_Exercise inputs_.
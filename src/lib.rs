//! `workshop` — incremental calendar and mail synchronization core.
//!
//! This crate provides reference-counted shared resources, live windowed
//! list views (TOCs) with a namespace registry, the calendar event
//! reconciler with Google and Microsoft Graph adapters, the task mutation
//! boundary, and ActiveSync folder change enumeration.

pub mod activesync;
pub mod chew;
pub mod config;
pub mod context;
pub mod error;
pub mod model;
pub mod resource;
pub mod task;
pub mod toc;
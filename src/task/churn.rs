//! Conversation rollups over a conversation's events.

use std::collections::BTreeSet;

use serde::{Deserialize, Serialize};

use crate::model::CalendarEvent;

#[derive(Debug, Clone, Default, PartialEq, Serialize, Deserialize)]
#[serde(rename_all = "camelCase", default)]
pub struct ConversationInfo {
    pub id: String,
    /// Latest event start.
    pub date: i64,
    /// Rows the conversation occupies in a list view.
    pub height: usize,
    pub subject: Option<String>,
    pub message_count: usize,
    pub folder_ids: BTreeSet<String>,
    pub has_starred: bool,
}

/// Recompute the rollup of `conv_id` from its surviving events.
///
/// The subject comes from the earliest event that has one, falling back to
/// the previous rollup's subject.
pub fn churn_conversation(
    conv_id: &str,
    old: Option<&ConversationInfo>,
    all_events: &[CalendarEvent],
) -> ConversationInfo {
    let date = all_events.iter().map(|e| e.start_date).max().unwrap_or_default();

    let mut by_start: Vec<&CalendarEvent> = all_events.iter().collect();
    by_start.sort_by_key(|e| e.start_date);
    let subject = by_start
        .iter()
        .find_map(|e| e.subject.clone())
        .or_else(|| old.and_then(|o| o.subject.clone()));

    let folder_ids = all_events
        .iter()
        .flat_map(|e| e.folder_ids.iter().cloned())
        .collect();

    ConversationInfo {
        id: conv_id.to_string(),
        date,
        height: all_events.len(),
        subject,
        message_count: all_events.len(),
        folder_ids,
        has_starred: all_events.iter().any(CalendarEvent::is_starred),
    }
}

#[cfg(test)]
mod tests {
    use super::*;

    fn ev(start: i64, subject: Option<&str>, flags: &[&str]) -> CalendarEvent {
        CalendarEvent {
            id: format!("e{start}"),
            start_date: start,
            end_date: start + 1,
            subject: subject.map(str::to_string),
            flags: flags.iter().map(|f| f.to_string()).collect(),
            folder_ids: ["f".to_string()].into(),
            ..Default::default()
        }
    }

    #[test]
    fn test_rollup() {
        let events = vec![
            ev(300, Some("Later"), &[]),
            ev(100, None, &["starred"]),
            ev(200, Some("Earliest named"), &[]),
        ];
        let conv = churn_conversation("c", None, &events);
        assert_eq!(conv.date, 300);
        assert_eq!(conv.subject.as_deref(), Some("Earliest named"));
        assert_eq!(conv.message_count, 3);
        assert!(conv.has_starred);
        assert_eq!(conv.folder_ids.len(), 1);
    }

    #[test]
    fn test_subject_falls_back_to_old() {
        let old = ConversationInfo {
            subject: Some("Series".into()),
            ..Default::default()
        };
        let conv = churn_conversation("c", Some(&old), &[ev(1, None, &[])]);
        assert_eq!(conv.subject.as_deref(), Some("Series"));
        assert!(!conv.has_starred);
    }
}
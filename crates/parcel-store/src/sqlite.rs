// ABOUTME: SQLite-backed durable store for pending artifact deliveries and persisted settings.
// ABOUTME: Provides append with path dedup, capture-ordered listing, and idempotent delete.

use std::path::{Path, PathBuf};
use std::sync::{Mutex, MutexGuard};

use chrono::{DateTime, Utc};
use parcel_core::{ArtifactId, ArtifactRecord, ArtifactType, NewArtifact};
use rusqlite::types::ValueRef;
use rusqlite::{Connection, OptionalExtension, params};
use thiserror::Error;

/// Keys of the values kept in the settings table.
pub mod settings {
    pub const BOT_TOKEN: &str = "bot_token";
    pub const DEVICE_LABEL: &str = "device_label";
}

/// Errors that can occur during queue store operations.
#[derive(Debug, Error)]
pub enum StoreError {
    #[error("sqlite error: {0}")]
    Sqlite(#[from] rusqlite::Error),

    #[error("io error: {0}")]
    Io(#[from] std::io::Error),
}

/// Result of an append: either a fresh row or the id of the pending row
/// that already holds the same path.
#[derive(Debug, Clone, Copy, PartialEq, Eq)]
pub enum Appended {
    Inserted(ArtifactId),
    Duplicate(ArtifactId),
}

impl Appended {
    pub fn id(&self) -> ArtifactId {
        match self {
            Appended::Inserted(id) | Appended::Duplicate(id) => *id,
        }
    }
}

/// Raw column values of one artifacts row, before conversion into a record.
struct ArtifactRow {
    id: i64,
    local_path: Option<Vec<u8>>,
    payload_text: Option<String>,
    destination: String,
    artifact_type: String,
    captured_at: i64,
    enqueued_at: i64,
}

impl ArtifactRow {
    fn into_record(self) -> Option<ArtifactRecord> {
        let artifact_type = match self.artifact_type.parse::<ArtifactType>() {
            Ok(t) => t,
            Err(e) => {
                tracing::warn!(artifact_id = self.id, error = %e, "skipping row with unknown type");
                return None;
            }
        };
        let captured_at = DateTime::<Utc>::from_timestamp_millis(self.captured_at)?;
        let enqueued_at = DateTime::<Utc>::from_timestamp_millis(self.enqueued_at)?;
        let local_path = match self.local_path {
            None => None,
            Some(bytes) => match path_from_bytes(bytes) {
                Some(path) => Some(path),
                None => {
                    tracing::warn!(artifact_id = self.id, "skipping row with unreadable path");
                    return None;
                }
            },
        };

        Some(ArtifactRecord {
            id: ArtifactId(self.id),
            local_path,
            payload_text: self.payload_text,
            destination: self.destination,
            artifact_type,
            captured_at,
            enqueued_at,
        })
    }
}

const SELECT_COLUMNS: &str =
    "SELECT id, local_path, payload_text, destination, artifact_type, captured_at, enqueued_at FROM artifacts";

/// Paths are stored as their raw OS bytes so that names which are not
/// valid UTF-8 keep their identity.
fn path_bytes(path: &Path) -> Vec<u8> {
    path.as_os_str().as_encoded_bytes().to_vec()
}

#[cfg(unix)]
fn path_from_bytes(bytes: Vec<u8>) -> Option<PathBuf> {
    use std::os::unix::ffi::OsStringExt;
    Some(PathBuf::from(std::ffi::OsString::from_vec(bytes)))
}

#[cfg(not(unix))]
fn path_from_bytes(bytes: Vec<u8>) -> Option<PathBuf> {
    String::from_utf8(bytes).ok().map(PathBuf::from)
}

fn read_row(row: &rusqlite::Row<'_>) -> rusqlite::Result<ArtifactRow> {
    let local_path = match row.get_ref(1)? {
        ValueRef::Blob(bytes) | ValueRef::Text(bytes) => Some(bytes.to_vec()),
        _ => None,
    };
    Ok(ArtifactRow {
        id: row.get(0)?,
        local_path,
        payload_text: row.get(2)?,
        destination: row.get(3)?,
        artifact_type: row.get(4)?,
        captured_at: row.get(5)?,
        enqueued_at: row.get(6)?,
    })
}

/// The durable queue of pending deliveries. Every row is a record that
/// has not been delivered yet; delivered or dropped records are deleted.
///
/// All access goes through one connection behind a mutex, so appends
/// and deletes from concurrent callers are serialised.
pub struct QueueStore {
    conn: Mutex<Connection>,
}

impl QueueStore {
    /// Open or create a queue database at the given path.
    /// Creates the parent directory and runs migrations.
    pub fn open(path: &Path) -> Result<Self, StoreError> {
        if let Some(parent) = path.parent() {
            std::fs::create_dir_all(parent)?;
        }
        let conn = Connection::open(path)?;
        conn.execute_batch("PRAGMA journal_mode=WAL;")?;
        conn.execute_batch("PRAGMA synchronous=FULL;")?;
        Self::migrate(conn)
    }

    /// Open a throwaway in-memory store, for tests and dry runs.
    pub fn open_in_memory() -> Result<Self, StoreError> {
        Self::migrate(Connection::open_in_memory()?)
    }

    fn migrate(conn: Connection) -> Result<Self, StoreError> {
        conn.execute_batch(
            "CREATE TABLE IF NOT EXISTS artifacts (
                id INTEGER PRIMARY KEY AUTOINCREMENT,
                local_path BLOB UNIQUE,
                payload_text TEXT,
                destination TEXT NOT NULL,
                artifact_type TEXT NOT NULL,
                captured_at INTEGER NOT NULL,
                enqueued_at INTEGER NOT NULL
            );

            CREATE INDEX IF NOT EXISTS artifacts_by_capture
                ON artifacts (captured_at, id);

            CREATE TABLE IF NOT EXISTS settings (
                key TEXT PRIMARY KEY,
                value TEXT NOT NULL
            );",
        )?;

        Ok(Self {
            conn: Mutex::new(conn),
        })
    }

    fn conn(&self) -> MutexGuard<'_, Connection> {
        // Statements are atomic; a poisoned lock still guards a consistent connection.
        self.conn.lock().unwrap_or_else(|poisoned| poisoned.into_inner())
    }

    /// Durably insert a new artifact. If another pending row already
    /// holds the same path, nothing is written and its id is returned.
    pub fn append(&self, artifact: &NewArtifact) -> Result<Appended, StoreError> {
        self.append_at(artifact, Utc::now())
    }

    /// Same as [`append`](Self::append) with an explicit enqueue time.
    pub fn append_at(
        &self,
        artifact: &NewArtifact,
        enqueued_at: DateTime<Utc>,
    ) -> Result<Appended, StoreError> {
        let conn = self.conn();
        let local_path = artifact.local_path.as_deref().map(path_bytes);

        let inserted = conn.execute(
            "INSERT INTO artifacts (local_path, payload_text, destination, artifact_type, captured_at, enqueued_at)
             VALUES (?1, ?2, ?3, ?4, ?5, ?6)
             ON CONFLICT(local_path) DO NOTHING",
            params![
                local_path,
                artifact.payload_text,
                artifact.destination,
                artifact.artifact_type.as_str(),
                artifact.captured_at.timestamp_millis(),
                enqueued_at.timestamp_millis(),
            ],
        )?;

        if inserted == 1 {
            return Ok(Appended::Inserted(ArtifactId(conn.last_insert_rowid())));
        }

        let existing: i64 = conn.query_row(
            "SELECT id FROM artifacts WHERE local_path = ?1",
            params![local_path],
            |row| row.get(0),
        )?;
        Ok(Appended::Duplicate(ArtifactId(existing)))
    }

    /// All pending records, oldest capture first. Ties keep insertion order.
    pub fn list_all(&self) -> Result<Vec<ArtifactRecord>, StoreError> {
        let conn = self.conn();
        let mut stmt = conn.prepare(&format!(
            "{SELECT_COLUMNS} ORDER BY captured_at ASC, id ASC"
        ))?;

        let rows = stmt.query_map([], read_row)?;

        let mut records = Vec::new();
        for row in rows {
            if let Some(record) = row?.into_record() {
                records.push(record);
            }
        }
        Ok(records)
    }

    /// Delete a record. Deleting an id that does not exist is a no-op;
    /// the return value says whether a row was actually removed.
    pub fn delete_by_id(&self, id: ArtifactId) -> Result<bool, StoreError> {
        let deleted = self
            .conn()
            .execute("DELETE FROM artifacts WHERE id = ?1", params![id.0])?;
        Ok(deleted > 0)
    }

    /// Number of records still waiting for delivery.
    pub fn pending_count(&self) -> Result<usize, StoreError> {
        let count: i64 = self
            .conn()
            .query_row("SELECT COUNT(*) FROM artifacts", [], |row| row.get(0))?;
        Ok(count as usize)
    }

    /// Read a persisted setting.
    pub fn get_setting(&self, key: &str) -> Result<Option<String>, StoreError> {
        let value: Option<String> = self
            .conn()
            .query_row(
                "SELECT value FROM settings WHERE key = ?1",
                params![key],
                |row| row.get(0),
            )
            .optional()?;
        Ok(value)
    }

    /// Persist a setting, replacing any previous value.
    pub fn set_setting(&self, key: &str, value: &str) -> Result<(), StoreError> {
        self.conn().execute(
            "INSERT INTO settings (key, value) VALUES (?1, ?2)
             ON CONFLICT(key) DO UPDATE SET value = excluded.value",
            params![key, value],
        )?;
        Ok(())
    }
}
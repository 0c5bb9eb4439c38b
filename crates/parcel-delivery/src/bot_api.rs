// ABOUTME: DeliveryClient backed by a Telegram-style bot HTTP API using reqwest.
// ABOUTME: Text goes through sendMessage as a form; files go through sendPhoto/Video/Audio/Document as multipart.

use std::path::Path;
use std::time::Duration;

use async_trait::async_trait;
use reqwest::Body;
use reqwest::multipart::{Form, Part};
use serde::Deserialize;

use crate::client::{DeliveryClient, DeliveryError, Payload, UploadKind};

pub const DEFAULT_BASE_URL: &str = "https://api.telegram.org";
pub const DEFAULT_TIMEOUT: Duration = Duration::from_secs(60);

/// Longest slice of an error body kept in a Rejected error.
const MAX_ERROR_BODY: usize = 300;

/// Settings for [`BotApiClient`].
#[derive(Debug, Clone)]
pub struct BotApiConfig {
    pub base_url: String,
    pub token: Option<String>,
    pub timeout: Duration,
}

impl Default for BotApiConfig {
    fn default() -> Self {
        Self {
            base_url: DEFAULT_BASE_URL.to_string(),
            token: None,
            timeout: DEFAULT_TIMEOUT,
        }
    }
}

/// Response envelope returned by the bot API on every call.
#[derive(Debug, Deserialize)]
struct ApiResponse {
    ok: bool,
    #[serde(default)]
    description: Option<String>,
}

/// Bot API client. The token is resolved per call so a missing token is a
/// delivery failure rather than a construction failure.
pub struct BotApiClient {
    client: reqwest::Client,
    base_url: String,
    token: Option<String>,
}

impl BotApiClient {
    pub fn new(config: BotApiConfig) -> Result<Self, DeliveryError> {
        let client = reqwest::Client::builder().timeout(config.timeout).build()?;
        Ok(Self {
            client,
            base_url: config.base_url.trim_end_matches('/').to_string(),
            token: config.token,
        })
    }

    fn token(&self) -> Result<&str, DeliveryError> {
        self.token
            .as_deref()
            .map(str::trim)
            .filter(|t| !t.is_empty())
            .ok_or(DeliveryError::MissingCredentials)
    }

    fn method_url(&self, token: &str, method: &str) -> String {
        format!("{}/bot{}/{}", self.base_url, token, method)
    }

    async fn send_text(&self, token: &str, destination: &str, text: &str) -> Result<(), DeliveryError> {
        let response = self
            .client
            .post(self.method_url(token, "sendMessage"))
            .form(&[("chat_id", destination), ("text", text)])
            .send()
            .await?;
        check_response(response).await
    }

    async fn send_file(
        &self,
        token: &str,
        destination: &str,
        path: &Path,
        kind: UploadKind,
        caption: Option<&str>,
    ) -> Result<(), DeliveryError> {
        let io_error = |source| DeliveryError::Io {
            path: path.to_path_buf(),
            source,
        };
        let file = tokio::fs::File::open(path).await.map_err(io_error)?;
        let length = file.metadata().await.map_err(io_error)?.len();
        let file_name = path
            .file_name()
            .map(|n| n.to_string_lossy().into_owned())
            .unwrap_or_else(|| kind.field().to_string());

        let part = Part::stream_with_length(Body::from(file), length).file_name(file_name);
        let mut form = Form::new()
            .text("chat_id", destination.to_string())
            .part(kind.field(), part);
        if let Some(caption) = caption {
            form = form.text("caption", caption.to_string());
        }

        let response = self
            .client
            .post(self.method_url(token, kind.method()))
            .multipart(form)
            .send()
            .await?;
        check_response(response).await
    }
}

async fn check_response(response: reqwest::Response) -> Result<(), DeliveryError> {
    let status = response.status();
    let body = response.text().await?;

    if status.is_success() {
        // Some deployments answer 200 with ok=false; treat that as a rejection too.
        if let Ok(envelope) = serde_json::from_str::<ApiResponse>(&body)
            && !envelope.ok
        {
            return Err(DeliveryError::Rejected {
                status: status.as_u16(),
                body: envelope.description.unwrap_or_default(),
            });
        }
        return Ok(());
    }

    let detail = serde_json::from_str::<ApiResponse>(&body)
        .ok()
        .and_then(|e| e.description)
        .unwrap_or(body);
    Err(DeliveryError::Rejected {
        status: status.as_u16(),
        body: detail.chars().take(MAX_ERROR_BODY).collect(),
    })
}

#[async_trait]
impl DeliveryClient for BotApiClient {
    async fn send(&self, destination: &str, payload: &Payload) -> Result<(), DeliveryError> {
        let token = self.token()?;
        match payload {
            Payload::Text(text) => self.send_text(token, destination, text).await,
            Payload::File {
                path,
                kind,
                caption,
            } => {
                self.send_file(token, destination, path, *kind, caption.as_deref())
                    .await
            }
        }
    }
}

#[cfg(test)]
mod tests {
    use super::*;
    use std::sync::{Arc, Mutex};

    use axum::Router;
    use axum::body::Bytes;
    use axum::extract::{Path as UrlPath, State};
    use axum::http::{HeaderMap, StatusCode};
    use axum::routing::post;
    use tempfile::TempDir;

    #[derive(Debug, Clone)]
    struct Captured {
        bot: String,
        method: String,
        content_type: String,
        body: String,
    }

    struct FakeApi {
        status: StatusCode,
        reply: String,
        captured: Mutex<Vec<Captured>>,
    }

    async fn handle(
        State(api): State<Arc<FakeApi>>,
        UrlPath((bot, method)): UrlPath<(String, String)>,
        headers: HeaderMap,
        body: Bytes,
    ) -> (StatusCode, String) {
        let content_type = headers
            .get("content-type")
            .and_then(|v| v.to_str().ok())
            .unwrap_or_default()
            .to_string();
        api.captured.lock().unwrap().push(Captured {
            bot,
            method,
            content_type,
            body: String::from_utf8_lossy(&body).into_owned(),
        });
        (api.status, api.reply.clone())
    }

    async fn start_fake(status: StatusCode, reply: &str) -> (String, Arc<FakeApi>) {
        let api = Arc::new(FakeApi {
            status,
            reply: reply.to_string(),
            captured: Mutex::new(Vec::new()),
        });
        let app = Router::new()
            .route("/{bot}/{method}", post(handle))
            .with_state(api.clone());
        let listener = tokio::net::TcpListener::bind("127.0.0.1:0").await.unwrap();
        let addr = listener.local_addr().unwrap();
        tokio::spawn(async move {
            axum::serve(listener, app).await.unwrap();
        });
        (format!("http://{}", addr), api)
    }

    fn client(base_url: &str, token: Option<&str>) -> BotApiClient {
        BotApiClient::new(BotApiConfig {
            base_url: base_url.to_string(),
            token: token.map(str::to_string),
            timeout: Duration::from_secs(5),
        })
        .unwrap()
    }

    #[tokio::test]
    async fn text_goes_through_send_message() {
        let (base, api) = start_fake(StatusCode::OK, r#"{"ok":true,"result":{}}"#).await;
        let client = client(&base, Some("123:abc"));

        client
            .send("4242", &Payload::Text("hello there".to_string()))
            .await
            .unwrap();

        let captured = api.captured.lock().unwrap().clone();
        assert_eq!(captured.len(), 1);
        assert_eq!(captured[0].bot, "bot123:abc");
        assert_eq!(captured[0].method, "sendMessage");
        assert!(captured[0].content_type.starts_with("application/x-www-form-urlencoded"));
        assert!(captured[0].body.contains("chat_id=4242"));
        assert!(captured[0].body.contains("text=hello"));
    }

    #[tokio::test]
    async fn photo_is_uploaded_as_multipart_with_caption() {
        let (base, api) = start_fake(StatusCode::OK, r#"{"ok":true}"#).await;
        let dir = TempDir::new().unwrap();
        let path = dir.path().join("shot.jpg");
        std::fs::write(&path, b"jpeg-bytes").unwrap();

        client(&base, Some("t"))
            .send(
                "7",
                &Payload::File {
                    path: path.clone(),
                    kind: UploadKind::Photo,
                    caption: Some("Photo captured at noon".to_string()),
                },
            )
            .await
            .unwrap();

        let captured = api.captured.lock().unwrap().clone();
        assert_eq!(captured[0].method, "sendPhoto");
        assert!(captured[0].content_type.starts_with("multipart/form-data"));
        let body = &captured[0].body;
        assert!(body.contains(r#"name="chat_id""#));
        assert!(body.contains(r#"name="photo"; filename="shot.jpg""#));
        assert!(body.contains("jpeg-bytes"));
        assert!(body.contains("Photo captured at noon"));
    }

    #[tokio::test]
    async fn large_upload_arrives_whole() {
        let (base, api) = start_fake(StatusCode::OK, r#"{"ok":true}"#).await;
        let dir = TempDir::new().unwrap();
        let path = dir.path().join("long.mp4");
        let size = 1024 * 1024;
        std::fs::write(&path, vec![b'v'; size]).unwrap();

        client(&base, Some("t"))
            .send(
                "7",
                &Payload::File {
                    path,
                    kind: UploadKind::Video,
                    caption: None,
                },
            )
            .await
            .unwrap();

        let captured = api.captured.lock().unwrap().clone();
        assert_eq!(captured[0].method, "sendVideo");
        assert!(captured[0].body.contains(&"v".repeat(size)));
    }

    #[tokio::test]
    async fn each_kind_uses_its_own_method() {
        let (base, api) = start_fake(StatusCode::OK, r#"{"ok":true}"#).await;
        let dir = TempDir::new().unwrap();
        let path = dir.path().join("blob.bin");
        std::fs::write(&path, b"x").unwrap();
        let client = client(&base, Some("t"));

        for kind in [UploadKind::Video, UploadKind::Audio, UploadKind::Document] {
            client
                .send(
                    "1",
                    &Payload::File {
                        path: path.clone(),
                        kind,
                        caption: None,
                    },
                )
                .await
                .unwrap();
        }

        let methods: Vec<String> = api
            .captured
            .lock()
            .unwrap()
            .iter()
            .map(|c| c.method.clone())
            .collect();
        assert_eq!(methods, vec!["sendVideo", "sendAudio", "sendDocument"]);
    }

    #[tokio::test]
    async fn missing_token_fails_without_network() {
        let (base, api) = start_fake(StatusCode::OK, r#"{"ok":true}"#).await;

        for token in [None, Some(""), Some("   ")] {
            let err = client(&base, token)
                .send("1", &Payload::Text("hi".to_string()))
                .await
                .unwrap_err();
            assert!(matches!(err, DeliveryError::MissingCredentials));
        }
        assert!(api.captured.lock().unwrap().is_empty());
    }

    #[tokio::test]
    async fn non_success_status_is_rejected_with_description() {
        let (base, _api) = start_fake(
            StatusCode::BAD_REQUEST,
            r#"{"ok":false,"description":"Bad Request: chat not found"}"#,
        )
        .await;

        let err = client(&base, Some("t"))
            .send("1", &Payload::Text("hi".to_string()))
            .await
            .unwrap_err();
        match err {
            DeliveryError::Rejected { status, body } => {
                assert_eq!(status, 400);
                assert_eq!(body, "Bad Request: chat not found");
            }
            other => panic!("expected Rejected, got {:?}", other),
        }
    }

    #[tokio::test]
    async fn ok_false_envelope_is_rejected() {
        let (base, _api) =
            start_fake(StatusCode::OK, r#"{"ok":false,"description":"flood"}"#).await;
        let err = client(&base, Some("t"))
            .send("1", &Payload::Text("hi".to_string()))
            .await
            .unwrap_err();
        assert!(matches!(err, DeliveryError::Rejected { status: 200, .. }));
    }

    #[tokio::test]
    async fn unreadable_file_is_io_error() {
        let (base, api) = start_fake(StatusCode::OK, r#"{"ok":true}"#).await;
        let dir = TempDir::new().unwrap();

        let err = client(&base, Some("t"))
            .send(
                "1",
                &Payload::File {
                    path: dir.path().join("gone.mp4"),
                    kind: UploadKind::Video,
                    caption: None,
                },
            )
            .await
            .unwrap_err();
        assert!(matches!(err, DeliveryError::Io { .. }));
        assert!(api.captured.lock().unwrap().is_empty());
    }

    #[tokio::test]
    async fn unreachable_server_is_transport_error() {
        // Port 1 on loopback refuses connections.
        let err = client("http://127.0.0.1:1", Some("SECRET123:tok"))
            .send("1", &Payload::Text("hi".to_string()))
            .await
            .unwrap_err();
        assert!(matches!(err, DeliveryError::Transport(_)));
        assert!(
            !err.to_string().contains("SECRET123"),
            "token leaked into error: {}",
            err
        );
    }

    #[test]
    fn trailing_slash_in_base_url_is_ignored() {
        let client = client("https://example.test/", Some("t"));
        assert_eq!(
            client.method_url("abc", "sendMessage"),
            "https://example.test/botabc/sendMessage"
        );
    }
}
// ABOUTME: Persistence layer for parcel, holding pending deliveries across process restarts.
// ABOUTME: Provides the SQLite-backed queue store, persisted settings, and the retention sweeper.

pub mod retention;
pub mod sqlite;

pub use retention::{DEFAULT_MAX_AGE, SweepError, SweepReport, sweep, sweep_at};
pub use sqlite::{Appended, QueueStore, StoreError, settings};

_What to produce_. Repeat, exactly as they stand above, the lines from the line with "end_date: start +" to the line with "and persisted settings.", both lines included.

_Exercise result_.
            end_date: start + 1,
            subject: subject.map(str::to_string),
            flags: flags.iter().map(|f| f.to_string()).collect(),
            folder_ids: ["f".to_string()].into(),
            ..Default::default()
        }
    }

    #[test]
    fn test_rollup() {
        let events = vec![
            ev(300, Some("Later"), &[]),
            ev(100, None, &["starred"]),
            ev(200, Some("Earliest named"), &[]),
        ];
        let conv = churn_conversation("c", None, &events);
        assert_eq!(conv.date, 300);
        assert_eq!(conv.subject.as_deref(), Some("Earliest named"));
        assert_eq!(conv.message_count, 3);
        assert!(conv.has_starred);
        assert_eq!(conv.folder_ids.len(), 1);
    }

    #[test]
    fn test_subject_falls_back_to_old() {
        let old = ConversationInfo {
            subject: Some("Series".into()),
            ..Default::default()
        };
        let conv = churn_conversation("c", Some(&old), &[ev(1, None, &[])]);
        assert_eq!(conv.subject.as_deref(), Some("Series"));
        assert!(!conv.has_starred);
    }
}
filename crates/parcel-store/src/sqlite.rs
// ABOUTME: SQLite-backed durable store for pending artifact deliveries and persisted settings.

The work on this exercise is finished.